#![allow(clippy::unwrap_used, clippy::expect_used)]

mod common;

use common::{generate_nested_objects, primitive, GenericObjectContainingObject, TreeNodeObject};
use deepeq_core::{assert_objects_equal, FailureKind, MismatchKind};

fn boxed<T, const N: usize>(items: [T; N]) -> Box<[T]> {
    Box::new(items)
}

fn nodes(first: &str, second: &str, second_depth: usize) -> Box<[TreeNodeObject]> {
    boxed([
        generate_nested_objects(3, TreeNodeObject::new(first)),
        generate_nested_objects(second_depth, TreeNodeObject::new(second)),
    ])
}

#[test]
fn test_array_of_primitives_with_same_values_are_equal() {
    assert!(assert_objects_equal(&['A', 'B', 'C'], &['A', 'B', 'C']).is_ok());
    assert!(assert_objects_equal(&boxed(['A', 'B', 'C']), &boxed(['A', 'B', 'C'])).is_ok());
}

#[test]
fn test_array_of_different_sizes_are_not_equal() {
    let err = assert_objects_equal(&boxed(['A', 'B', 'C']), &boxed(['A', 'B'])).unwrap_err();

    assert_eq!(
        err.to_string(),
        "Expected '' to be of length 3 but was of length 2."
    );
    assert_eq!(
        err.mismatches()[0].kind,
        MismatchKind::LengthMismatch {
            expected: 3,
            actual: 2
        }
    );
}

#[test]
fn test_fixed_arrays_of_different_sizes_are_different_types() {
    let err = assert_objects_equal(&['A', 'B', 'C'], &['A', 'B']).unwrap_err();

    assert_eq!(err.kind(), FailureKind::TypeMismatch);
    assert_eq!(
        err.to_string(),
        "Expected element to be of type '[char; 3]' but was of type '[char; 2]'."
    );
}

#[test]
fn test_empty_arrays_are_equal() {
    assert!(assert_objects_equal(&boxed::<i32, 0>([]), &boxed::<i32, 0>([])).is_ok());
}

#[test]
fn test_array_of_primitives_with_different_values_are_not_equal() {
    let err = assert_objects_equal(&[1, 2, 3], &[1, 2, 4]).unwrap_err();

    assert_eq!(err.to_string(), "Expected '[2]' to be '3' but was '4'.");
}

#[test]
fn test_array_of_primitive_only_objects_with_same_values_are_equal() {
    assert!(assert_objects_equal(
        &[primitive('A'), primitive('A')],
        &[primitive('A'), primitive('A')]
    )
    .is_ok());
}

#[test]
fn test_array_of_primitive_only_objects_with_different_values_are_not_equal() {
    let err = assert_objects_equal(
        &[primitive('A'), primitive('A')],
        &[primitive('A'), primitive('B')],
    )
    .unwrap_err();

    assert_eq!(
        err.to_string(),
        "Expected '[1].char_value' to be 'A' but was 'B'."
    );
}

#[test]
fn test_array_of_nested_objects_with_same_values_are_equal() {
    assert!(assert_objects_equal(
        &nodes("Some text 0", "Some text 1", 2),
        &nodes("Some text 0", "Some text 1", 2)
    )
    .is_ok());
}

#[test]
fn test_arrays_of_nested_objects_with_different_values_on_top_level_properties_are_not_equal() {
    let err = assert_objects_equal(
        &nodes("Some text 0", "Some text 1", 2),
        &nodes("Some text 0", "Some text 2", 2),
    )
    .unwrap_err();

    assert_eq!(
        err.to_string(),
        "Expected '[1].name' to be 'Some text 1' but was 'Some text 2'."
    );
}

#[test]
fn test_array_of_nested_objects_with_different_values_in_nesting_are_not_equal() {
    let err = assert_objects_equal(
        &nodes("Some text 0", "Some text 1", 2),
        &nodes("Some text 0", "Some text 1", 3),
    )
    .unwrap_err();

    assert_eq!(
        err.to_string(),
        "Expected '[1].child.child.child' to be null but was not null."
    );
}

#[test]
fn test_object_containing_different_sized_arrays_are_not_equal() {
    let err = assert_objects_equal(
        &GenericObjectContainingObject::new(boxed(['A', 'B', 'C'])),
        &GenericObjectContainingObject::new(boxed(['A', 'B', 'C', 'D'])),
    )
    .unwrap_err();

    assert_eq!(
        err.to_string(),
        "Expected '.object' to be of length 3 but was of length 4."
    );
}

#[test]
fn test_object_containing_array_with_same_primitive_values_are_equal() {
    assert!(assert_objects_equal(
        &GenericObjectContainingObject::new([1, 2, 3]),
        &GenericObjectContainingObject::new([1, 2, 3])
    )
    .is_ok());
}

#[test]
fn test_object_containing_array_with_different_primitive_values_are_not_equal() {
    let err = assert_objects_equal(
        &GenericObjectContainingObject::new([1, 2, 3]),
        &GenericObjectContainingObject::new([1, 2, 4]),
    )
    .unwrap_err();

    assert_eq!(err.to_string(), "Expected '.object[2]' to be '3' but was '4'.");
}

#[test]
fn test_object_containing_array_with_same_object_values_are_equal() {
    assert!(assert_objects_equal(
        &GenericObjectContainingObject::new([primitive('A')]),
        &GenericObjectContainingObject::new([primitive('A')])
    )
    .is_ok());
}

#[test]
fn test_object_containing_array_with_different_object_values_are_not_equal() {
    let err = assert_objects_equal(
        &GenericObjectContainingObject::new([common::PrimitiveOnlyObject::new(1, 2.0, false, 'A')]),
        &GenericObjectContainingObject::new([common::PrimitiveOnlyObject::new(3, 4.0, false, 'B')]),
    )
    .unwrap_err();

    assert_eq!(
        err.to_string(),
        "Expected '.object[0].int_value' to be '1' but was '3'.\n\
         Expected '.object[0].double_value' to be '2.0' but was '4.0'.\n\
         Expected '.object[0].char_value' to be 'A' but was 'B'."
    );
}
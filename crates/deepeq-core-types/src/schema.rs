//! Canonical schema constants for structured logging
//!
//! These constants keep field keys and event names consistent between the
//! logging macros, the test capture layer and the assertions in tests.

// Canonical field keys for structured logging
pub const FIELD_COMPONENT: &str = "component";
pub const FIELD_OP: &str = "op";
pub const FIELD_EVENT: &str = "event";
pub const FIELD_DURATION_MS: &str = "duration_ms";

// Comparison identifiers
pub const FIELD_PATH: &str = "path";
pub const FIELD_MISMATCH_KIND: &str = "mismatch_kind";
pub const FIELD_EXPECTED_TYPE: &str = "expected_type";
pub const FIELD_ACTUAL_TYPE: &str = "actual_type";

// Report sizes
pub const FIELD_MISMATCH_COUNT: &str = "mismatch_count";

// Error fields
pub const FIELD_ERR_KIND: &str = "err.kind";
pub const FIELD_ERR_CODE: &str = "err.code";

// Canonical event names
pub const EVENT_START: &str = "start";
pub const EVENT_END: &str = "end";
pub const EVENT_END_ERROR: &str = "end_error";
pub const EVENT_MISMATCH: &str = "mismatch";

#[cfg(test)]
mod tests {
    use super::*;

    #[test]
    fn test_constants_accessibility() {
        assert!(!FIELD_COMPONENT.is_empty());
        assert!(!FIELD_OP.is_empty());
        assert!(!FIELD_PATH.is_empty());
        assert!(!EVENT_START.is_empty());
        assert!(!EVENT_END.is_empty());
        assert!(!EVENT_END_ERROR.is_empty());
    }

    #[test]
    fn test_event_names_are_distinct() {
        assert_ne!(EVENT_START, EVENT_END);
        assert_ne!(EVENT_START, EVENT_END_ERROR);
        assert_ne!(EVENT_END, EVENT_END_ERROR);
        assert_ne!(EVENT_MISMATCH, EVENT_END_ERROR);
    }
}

#####

ASSIGNMENT
What lines in the data above carry "usize"? Return them all.

RESULT OF THE EXERCISE
fn boxed<T, const N: usize>(items: [T; N]) -> Box<[T]> {
fn nodes(first: &str, second: &str, second_depth: usize) -> Box<[TreeNodeObject]> {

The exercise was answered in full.